Back to my main topic, the belief that there are things hidden inside you. We’re talking about mental and emotional things, memories that you can’t bear to remember, which makes them part of what you think of as your subconscious. Your belief in those things is the absolute dumbest thing that surely any human has ever believed in his life. The only things going on inside you that you don’t know about are all physical. You don’t need to know about those physical things, the operations going on in your liver or your pancreas. You’re better off not knowing, unless something’s gone wrong.

If you feel as if there are all sorts of things going on inside you that you need to know about, that is dumb.
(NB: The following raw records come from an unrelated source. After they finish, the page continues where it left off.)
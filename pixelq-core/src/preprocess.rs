//! Observation preprocessing: frame compaction and history stacking.
mod frame;
mod history;
pub use frame::{FramePreprocessor, FramePreprocessorConfig};
pub use history::HistoryStack;
//! Value estimator.
use anyhow::Result;
use ndarray::{Array1, Array2, Array4};
use std::path::Path;

/// An external action-value function.
///
/// The trainer treats the network and its optimizer as an opaque
/// collaborator: it only ever asks for Q-values of stacked frame windows
/// and hands back `(states, action mask, targets)` for one gradient step.
/// A second instance of the same estimator serves as the target network;
/// [`ValueEstimator::copy_params_from`] must be a point-in-time full
/// parameter copy.
pub trait ValueEstimator {
    /// Predicts per-action values for a batch of stacked frame windows of
    /// shape `(batch, stack, frame_height, frame_width)`. Returns an array
    /// of shape `(batch, num_actions)`.
    fn predict(&self, states: &Array4<f32>) -> Result<Array2<f32>>;

    /// Performs one optimization step on `(states, action_mask, targets)`
    /// and returns the scalar loss. `action_mask` is one-hot over actions.
    fn train_step(
        &mut self,
        states: &Array4<f32>,
        action_mask: &Array2<f32>,
        targets: &Array1<f32>,
    ) -> Result<f32>;

    /// Hard-copies all parameters from `src` into `self`.
    fn copy_params_from(&mut self, src: &Self) -> Result<()>;

    /// Saves the parameters of the estimator under the given path.
    fn save_params(&self, path: &Path) -> Result<()>;

    /// Loads the parameters of the estimator from the given path.
    fn load_params(&mut self, path: &Path) -> Result<()>;
}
I assume you know what I mean by “dumb.” That it’s not true—but that way of saying it is so weak, to say something is “not true,” I thought at least I’d say, “dumb.” Except if you look out from your ordinary mind, me saying “that’s dumb” is really dumb, because if any ordinary person realized that my point was that there is nothing to know about the intangible stuff going on inside you, and that it is dumb to believe there is something to know, the ordinary person would think, “That’s the dumbest idea I ever heard!” It doesn’t seem open to question that there’s all this stuff going on inside them and hidden from their view.

You may look down into the cauldron of your mind and feel, “There’s a whole underworld in me. The answers to all of my stupidity, all of my prejudices, my ignorance, my hatreds—those answers are right there beneath the surface.” I’ve got to say again, even though “dumb” doesn’t cover it, that has got to be the dumbest comment in the world. That comment is like somebody looking down and saying, “You know, the most important thing you could do in life is get some feet.” The comment is that dumb. There’s not really anything I can explain to you beyond that. There is no twenty-minute follow-up. About as badly as I want anything, I want to convey this, to get you to feel it. Because this understanding alone would lead you to everything that you want to know.

You can’t stop that instinctive feeling. In your ordinary state of consciousness, you will not doubt that the feeling is true—that there is a huge area of the mind’s forest that is forbidden, and inside are hidden all sorts of haints and ghosties and gremlins of a psychological or a spiritual nature. Those memories must be horrible, since you can’t even remember them.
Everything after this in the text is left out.